“Medrazo presented evidence of 'injury in fact,' in that the motorcycle she and her boyfriend were interested in purchasing did not carry a hanger tag showing dealer-added charges, and that she was not informed of the dealer-added charges or the total price of the motorcycle until she was presented with the sales contract,” wrote Justice Thomas L. Willhite Jr. “This evidence is sufficient to establish that she suffered a concrete, particularized, and actual invasion of an interest legally protected by section 11712.5 and section 24014, i.e., the disclosure -- before a decision to purchase a specific motorcycle is made -- of the MSRP and any dealer-added charges for all new motorcycles offered for sale.”
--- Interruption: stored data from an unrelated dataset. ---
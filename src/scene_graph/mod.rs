pub mod light;
pub mod object3d;
pub mod scene;
pub mod scene_model;
pub mod transform;
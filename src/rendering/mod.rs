pub mod config;
pub mod dynamic_uniform;
pub mod global_uniform;
pub mod imgui_renderer;
pub mod instance;
pub mod layer;
pub mod material;
pub mod passes;
pub mod render_common;
pub mod render_model;
pub mod renderer;
pub mod scene_uniform;
pub mod shader_loader;
pub mod texture;
use imgui_wgpu::RendererConfig;
use wgpu::{CommandEncoder, TextureView};

/// Draws the text overlay (panels, buttons, toasts and debug windows) on top
/// of the composited layers.
pub struct ImguiRendererState {
    renderer: imgui_wgpu::Renderer,
}

impl ImguiRendererState {
    pub fn render(
        &mut self,
        view: &TextureView,
        context: &mut imgui::Context,
        device: &wgpu::Device,
        queue: &wgpu::Queue,
        encoder: &mut CommandEncoder,
    ) -> anyhow::Result<()> {
        let mut render_pass = encoder.begin_render_pass(&wgpu::RenderPassDescriptor {
            label: Some("Imgui render pass"),
            color_attachments: &[Some(wgpu::RenderPassColorAttachment {
                view,
                resolve_target: None,
                ops: wgpu::Operations {
                    load: wgpu::LoadOp::Load,
                    store: wgpu::StoreOp::Store,
                },
            })],
            depth_stencil_attachment: None,
            timestamp_writes: None,
            occlusion_query_set: None,
        });

        let draw_data = context.render();

        // imgui-rs crashes on empty draw data
        // https://github.com/imgui-rs/imgui-rs/issues/325
        if draw_data.draw_lists_count() == 0 {
            return Ok(());
        }

        self.renderer
            .render(draw_data, queue, device, &mut render_pass)
            .map_err(|e| anyhow::anyhow!("Rendering imgui failed: {:?}", e))
    }
}

pub fn create_imgui_renderer(
    device: &wgpu::Device,
    queue: &wgpu::Queue,
    texture_format: wgpu::TextureFormat,
    context: &mut imgui::Context,
) -> ImguiRendererState {
    let renderer_config = RendererConfig {
        texture_format,
        ..Default::default()
    };

    let imgui_renderer = imgui_wgpu::Renderer::new(context, device, queue, renderer_config);

    ImguiRendererState {
        renderer: imgui_renderer,
    }
}
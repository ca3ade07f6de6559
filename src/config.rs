use std::path::PathBuf;

use clap::Parser;

use crate::media::MediaOptions;
use crate::rendering::config::RenderConfig;
use crate::scroll::SmoothScrollOptions;

#[derive(Parser, Debug, Clone)]
#[command(name = "scrollreel", version)]
#[command(about = "Scroll-driven flavor showcase rendered with wgpu")]
pub struct Config {
    /// Directory that models, media, fonts and shaders are loaded from
    #[arg(long, default_value = "assets")]
    pub assets: PathBuf,

    /// Initial window width in logical pixels
    #[arg(long, default_value_t = 1280)]
    pub width: u32,

    /// Initial window height in logical pixels
    #[arg(long, default_value_t = 800)]
    pub height: u32,

    /// Seconds a wheel gesture takes to settle
    #[arg(long, default_value_t = 1.2)]
    pub scroll_duration: f32,

    /// Pixels scrolled per wheel pixel
    #[arg(long, default_value_t = 1.0)]
    pub wheel_multiplier: f32,

    /// Apply wheel input immediately instead of easing it
    #[arg(long)]
    pub no_smooth_wheel: bool,

    /// Playback rate of frame-sequence videos
    #[arg(long, default_value_t = 24.0)]
    pub video_fps: f32,

    /// Downscale video frames wider than this at load time, 0 keeps them
    #[arg(long, default_value_t = 1280)]
    pub max_frame_width: u32,

    /// Recompile shaders when their files change
    #[arg(long)]
    pub watch_shaders: bool,

    /// Draw scroll trigger start and end markers
    #[arg(long)]
    pub markers: bool,

    /// Show the debug window
    #[arg(long)]
    pub debug: bool,
}

impl Config {
    pub fn scroll_options(&self) -> SmoothScrollOptions {
        SmoothScrollOptions {
            duration: self.scroll_duration.max(0.0),
            wheel_multiplier: self.wheel_multiplier,
            smooth_wheel: !self.no_smooth_wheel,
            ..Default::default()
        }
    }

    pub fn media_options(&self) -> MediaOptions {
        MediaOptions {
            fps: self.video_fps,
            max_frame_width: self.max_frame_width,
        }
    }

    pub fn render_config(&self) -> RenderConfig {
        RenderConfig {
            shader_root: self.assets.join("shaders"),
            watch_shaders: self.watch_shaders,
            ..Default::default()
        }
    }
}

#[cfg(test)]
mod tests {
    use super::*;

    #[test]
    fn defaults_match_page_behavior() {
        let config = Config::parse_from(["scrollreel"]);
        assert_eq!(config.assets, PathBuf::from("assets"));

        let scroll = config.scroll_options();
        assert_eq!(scroll.duration, 1.2);
        assert!(scroll.smooth_wheel);

        let render = config.render_config();
        assert_eq!(render.shader_root, PathBuf::from("assets").join("shaders"));
        assert!(!render.watch_shaders);
    }

    #[test]
    fn flags_override_defaults() {
        let config = Config::parse_from([
            "scrollreel",
            "--assets",
            "/srv/page",
            "--no-smooth-wheel",
            "--wheel-multiplier",
            "2",
            "--video-fps",
            "30",
            "--watch-shaders",
            "--markers",
        ]);

        assert!(!config.scroll_options().smooth_wheel);
        assert_eq!(config.scroll_options().wheel_multiplier, 2.0);
        assert_eq!(config.media_options().fps, 30.0);
        assert_eq!(
            config.render_config().shader_root,
            PathBuf::from("/srv/page/shaders")
        );
        assert!(config.render_config().watch_shaders);
        assert!(config.markers);
    }

    #[test]
    fn command_is_well_formed() {
        use clap::CommandFactory;
        Config::command().debug_assert();
    }
}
The justices also ruled that “Medrazo has forfeited any issue regarding her CLRA claim by failing to address that specific claim in her opening brief."
Restitution to be a trial issue. Barring a settlement, Kreig said the case should be retried later this year. At that time the new judge would hear issues that were not resolved in the initial trial or the appeal, including the amount of restitution that would be paid should Medrazo prevail.
“If, on retrial, the court determines that Honda North Hollywood’s sale of motorcycles without hanger tags (or without tags that disclosed dealer-added charges) violated the UCL, class members will be entitled to restitution of any money ‘which may have been acquired [by Honda North Hollywood] by means of such unfair competition’ – i.e., the dealer-added charges that were not disclosed on hanger tags,” Justice Willhite wrote.
The appellate decision so far remains “unpublished,” legal-speak which means it cannot be cited as a precedent in other cases. However, Kreig says he plans to seek publication for the ruling from the appeals court.